Data shown: Begin

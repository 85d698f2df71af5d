//! Time budgets for operations that wait on something outside the crate.
//!
//! The address-space model itself never blocks. The dynamic-linker trace run
//! by [`LddResolver`](crate::libs::LddResolver) does, so it is driven through
//! [`block_on_with_timeout`] on a private current-thread runtime.

use crate::error::{ElfError, Result};
use std::future::Future;
use std::time::Duration;
use tokio::time::timeout;
use tracing::{debug, error};

/// Default budget for external subprocess calls in seconds
pub const DEFAULT_TIMEOUT_SECONDS: u64 = 10;

/// Budget for one external operation
#[derive(Debug, Clone)]
pub struct TimeoutConfig {
    pub duration: Duration,
    /// Emit an `error!` event when the budget is exceeded
    pub log_warnings: bool,
    /// Name used in log events
    pub operation_name: String,
}

impl TimeoutConfig {
    pub fn new(seconds: u64, operation: impl Into<String>) -> Self {
        Self {
            duration: Duration::from_secs(seconds),
            log_warnings: true,
            operation_name: operation.into(),
        }
    }

    pub fn default_timeout(operation: impl Into<String>) -> Self {
        Self::new(DEFAULT_TIMEOUT_SECONDS, operation)
    }

    fn expired(&self) -> ElfError {
        if self.log_warnings {
            error!(
                operation = %self.operation_name,
                seconds = self.duration.as_secs(),
                "Operation timed out"
            );
        }
        ElfError::Timeout {
            seconds: self.duration.as_secs(),
        }
    }
}

/// Await `future`, failing with `ElfError::Timeout` once the budget runs out.
///
/// The future is dropped on expiry, which is what kills a child spawned with
/// `kill_on_drop`.
pub async fn with_timeout<T, F>(config: &TimeoutConfig, future: F) -> Result<T>
where
    F: Future<Output = Result<T>>,
{
    debug!(
        operation = %config.operation_name,
        seconds = config.duration.as_secs(),
        "Starting bounded operation"
    );
    let result = timeout(config.duration, future)
        .await
        .map_err(|_| config.expired())?;
    debug!(operation = %config.operation_name, ok = result.is_ok(), "Bounded operation finished");
    result
}

/// Run `future` to completion from synchronous code under `config`.
///
/// A fresh current-thread runtime is built per call. When the caller is
/// already on a tokio runtime thread, that runtime cannot be re-entered, so
/// the future is driven on a scoped helper thread and the caller blocks until
/// it finishes.
pub fn block_on_with_timeout<T, F>(config: &TimeoutConfig, future: F) -> Result<T>
where
    F: Future<Output = Result<T>> + Send,
    T: Send,
{
    if tokio::runtime::Handle::try_current().is_err() {
        return run_on_fresh_runtime(config, future);
    }
    debug!(
        operation = %config.operation_name,
        "Called from inside a tokio runtime, driving on a helper thread"
    );
    std::thread::scope(|scope| {
        scope
            .spawn(|| run_on_fresh_runtime(config, future))
            .join()
            .unwrap_or_else(|_| {
                Err(ElfError::Subprocess(format!(
                    "{} panicked on its helper thread",
                    config.operation_name
                )))
            })
    })
}

fn run_on_fresh_runtime<T, F>(config: &TimeoutConfig, future: F) -> Result<T>
where
    F: Future<Output = Result<T>>,
{
    let runtime = tokio::runtime::Builder::new_current_thread()
        .enable_all()
        .build()?;
    runtime.block_on(with_timeout(config, future))
}
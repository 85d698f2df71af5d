use crate::common::layout::*;
use crate::common::{write_temp_file, ElfBuilder};
use elfspace::io::error::IoError;
use elfspace::{ElfClass, ElfError, ElfImage, Endianness, IOLimits, ImageType, LoadConfig};

#[test]
fn test_open_reports_header_facts() {
    elfspace::logging::init_tracing();
    let builder = ElfBuilder::default();
    let file = builder.write_temp();
    let image = ElfImage::open(file.path()).unwrap();

    assert_eq!(image.elf_class(), ElfClass::Elf64);
    assert_eq!(image.elf_class().bits(), 64);
    assert_eq!(image.image_type(), ImageType::Executable);
    assert_eq!(image.image_type().short_name(), "EXEC");
    assert_eq!(image.machine(), 62);
    assert_eq!(image.catalog().header.entry, 0x400500);
    assert_eq!(elfspace::MemoryView::endianness(&image), Endianness::Little);
}

#[test]
fn test_path_is_absolute_and_canonical() {
    let file = ElfBuilder::default().write_temp();
    let image = ElfImage::open(file.path()).unwrap();
    let path = image.path().unwrap();
    assert!(path.is_absolute());
    assert_eq!(path, std::fs::canonicalize(file.path()).unwrap());
}

#[test]
fn test_segments_and_permissions() {
    let builder = ElfBuilder::default();
    let file = builder.write_temp();
    let image = ElfImage::open(file.path()).unwrap();

    let segments = image.segments();
    assert_eq!(segments.len(), 2);
    assert_eq!(segments[0].vaddr, 0x400000);
    assert_eq!(segments[0].perms.to_string(), "r-x");
    assert_eq!(segments[1].vaddr, 0x600600);
    assert_eq!(segments[1].file_size, DATA_FILE_SIZE);
    assert_eq!(segments[1].mem_size, DATA_MEM_SIZE);
    assert_eq!(segments[1].perms.to_string(), "rw-");

    let exec: Vec<_> = image.executable_segments().map(|s| s.index).collect();
    let writable: Vec<_> = image.writable_segments().map(|s| s.index).collect();
    assert_eq!(exec, vec![0]);
    assert_eq!(writable, vec![1]);
}

#[test]
fn test_sections_and_section_data() {
    let file = ElfBuilder::default().write_temp();
    let image = ElfImage::open(file.path()).unwrap();

    let names: Vec<&str> = image.sections().iter().map(|s| s.name.as_str()).collect();
    for expected in [".plt", ".text", ".data", ".got.plt", ".bss", ".rela.plt", ".dynsym", ".symtab"] {
        assert!(names.contains(&expected), "missing {expected} in {names:?}");
    }

    let text = image.section_data(".text").unwrap();
    assert_eq!(text.len() as u64, TEXT_SIZE);
    let main = (MAIN_OFFSET - TEXT_OFFSET) as usize;
    assert_eq!(&text[main..main + MAIN_PROLOGUE.len()], MAIN_PROLOGUE);

    assert_eq!(image.section_data(".bss"), Some(&[][..]));
    assert!(image.section_data(".nope").is_none());
}

#[test]
fn test_offset_address_round_trip() {
    let file = ElfBuilder::default().write_temp();
    let image = ElfImage::open(file.path()).unwrap();

    for address in [0x400000, 0x400500, 0x4005ff, 0x600601, 0x600650] {
        let offset = image.address_to_offset(address).unwrap();
        assert_eq!(image.offset_to_address(offset), Some(address));
    }
    assert_eq!(image.address_to_offset(0x400500), Some(MAIN_OFFSET));
    assert_eq!(image.offset_to_address(NEEDLE_OFFSET), Some(0x600610));

    // Gap between the two segments
    assert_eq!(image.address_to_offset(0x500000), None);
    // Past every segment's file range
    assert_eq!(image.offset_to_address(0x10_0000), None);
}

#[test]
fn test_from_bytes_has_no_path() {
    let image = ElfImage::from_bytes(ElfBuilder::default().build()).unwrap();
    assert!(image.path().is_none());
    assert_eq!(image.base_address(), 0x400000);
}

#[test]
fn test_big_endian_image() {
    let image = ElfImage::from_bytes(ElfBuilder::big_endian().build()).unwrap();
    assert_eq!(elfspace::MemoryView::endianness(&image), Endianness::Big);
    assert_eq!(image.symbols()["main"], 0x400500);
    assert_eq!(image.plt()["exit"], 0x400110);
    assert_eq!(image.got()["exit"], 0x600658);
}

#[test]
fn test_position_independent_image() {
    let builder = ElfBuilder::position_independent();
    let image = ElfImage::from_bytes(builder.build()).unwrap();
    assert_eq!(image.image_type(), ImageType::SharedObject);
    assert_eq!(image.image_type().short_name(), "DYN");
    // The text segment sits at 0, so the data segment defines the base.
    assert_eq!(image.base_address(), builder.data_address(DATA_OFFSET));
}

#[test]
fn test_non_elf_file_is_rejected() {
    let file = write_temp_file(b"#!/bin/sh\necho not an elf\n");
    let err = ElfImage::open(file.path()).unwrap_err();
    assert!(matches!(err, ElfError::InvalidFormat(_) | ElfError::Parse(_)));
}

#[test]
fn test_truncated_image_is_rejected() {
    let bytes = ElfBuilder::default().build();
    let err = ElfImage::from_bytes(bytes[..40].to_vec()).unwrap_err();
    assert!(matches!(err, ElfError::InvalidFormat(_) | ElfError::Parse(_)));
}

#[test]
fn test_file_size_larger_than_memory_size_is_rejected() {
    let builder = ElfBuilder::default();
    let mut bytes = builder.build();
    // p_filesz of the second program header
    let at = builder.phdr_offset(1) as usize + 32;
    bytes[at..at + 8].copy_from_slice(&0x200u64.to_le_bytes());
    let err = ElfImage::from_bytes(bytes).unwrap_err();
    assert!(matches!(err, ElfError::InvalidFormat(_)));
}

#[test]
fn test_io_limits_are_enforced() {
    let file = ElfBuilder::default().write_temp();
    let config = LoadConfig {
        io: IOLimits { max_file_size: 128 },
        ..LoadConfig::default()
    };
    let err = ElfImage::open_with_config(file.path(), &config).unwrap_err();
    assert!(matches!(
        err,
        ElfError::Buffer(IoError::FileTooLarge { limit: 128, .. })
    ));
}
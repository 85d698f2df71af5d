//! Uniform rebasing of an [`AddressSpace`].
//!
//! The delta is computed once from the prior base. Every derived address is
//! shifted into a fresh `AddressSpace` and the caller swaps it in with a
//! single assignment, so readers never observe a half-rebased model.
//! Arithmetic is modular (wrapping) on 64 bits, which keeps rebases
//! composable: `b1` then `b2` lands exactly where `b2` alone would.

use tracing::{debug, error};

use super::space::AddressSpace;
use super::symbols::AddressMap;

#[derive(Debug, Clone, Copy, PartialEq, Eq)]
pub struct Rebaser {
    from: u64,
    to: u64,
    delta: u64,
}

impl Rebaser {
    pub fn new(from: u64, to: u64) -> Self {
        Self {
            from,
            to,
            delta: to.wrapping_sub(from),
        }
    }

    /// Two's-complement delta; add with `wrapping_add`.
    pub fn delta(&self) -> u64 {
        self.delta
    }

    pub fn is_noop(&self) -> bool {
        self.delta == 0
    }

    pub fn shift(&self, address: u64) -> u64 {
        address.wrapping_add(self.delta)
    }

    fn shift_map(&self, map: &AddressMap) -> AddressMap {
        map.iter()
            .map(|(name, addr)| (name.clone(), self.shift(*addr)))
            .collect()
    }

    /// A copy of `space` with every address moved by the delta.
    pub fn apply(&self, space: &AddressSpace) -> AddressSpace {
        if self.is_noop() {
            return space.clone();
        }

        let mut segments = space.segments.clone();
        for segment in &mut segments {
            segment.vaddr = self.shift(segment.vaddr);
        }
        let mut sections = space.sections.clone();
        for section in &mut sections {
            section.addr = self.shift(section.addr);
        }

        let rebased = AddressSpace {
            base: self.to,
            anchor: space.anchor,
            segments,
            sections,
            symbols: self.shift_map(&space.symbols),
            plt: self.shift_map(&space.plt),
            got: self.shift_map(&space.got),
        };

        if !rebased.anchor_holds() {
            // Only reachable if the space was built inconsistently.
            error!(
                from = self.from,
                to = self.to,
                "Rebase broke the base-address invariant"
            );
            debug_assert!(false, "anchor segment no longer at base after rebase");
        }

        debug!(
            from = self.from,
            to = self.to,
            delta = self.delta() as i64,
            symbols = rebased.symbols.len(),
            "Rebased address space"
        );
        rebased
    }
}
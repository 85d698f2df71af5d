//! elfspace: an ELF image as a patchable, rebasable virtual address space.
//!
//! ```no_run
//! use elfspace::ElfImage;
//!
//! # fn main() -> elfspace::Result<()> {
//! let mut image = ElfImage::open("/bin/true")?;
//! let base = image.base_address();
//! image.set_base_address(base + 0x10000);
//! for address in image.search(b"\x7fELF", true) {
//!     println!("{:#x}", address);
//! }
//! # Ok(())
//! # }
//! ```

/// Address-space model: translation, symbols, rebase, reads and writes
pub mod analysis;
/// Load configuration
pub mod config;
/// Core data types module
pub mod core;
/// Error types
pub mod error;
/// Format decoders
pub mod formats;
/// The `ElfImage` facade
pub mod image;
/// Copy-on-write image buffers
pub mod io;
/// Shared-library resolution
pub mod libs;
/// Logging and tracing setup
pub mod logging;
/// Timeouts for external operations
pub mod timeout;

pub use analysis::{AddressMap, AddressSpace, AddressTranslator, MemoryView, Rebaser, Search};
pub use config::{LibraryConfig, LoadConfig};
pub use core::{ElfClass, Endianness, ImageType, Perms, Section, Segment, Symbol};
pub use error::{ElfError, Result};
pub use image::ElfImage;
pub use io::IOLimits;
pub use libs::{parse_trace, LddResolver, Libraries, LibraryResolver};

Data shown: End

What this task involves = Scan the data above and copy each line containing the word "exit".

Result of this exercise =
    assert_eq!(image.plt()["exit"], 0x400110);
    assert_eq!(image.got()["exit"], 0x600658);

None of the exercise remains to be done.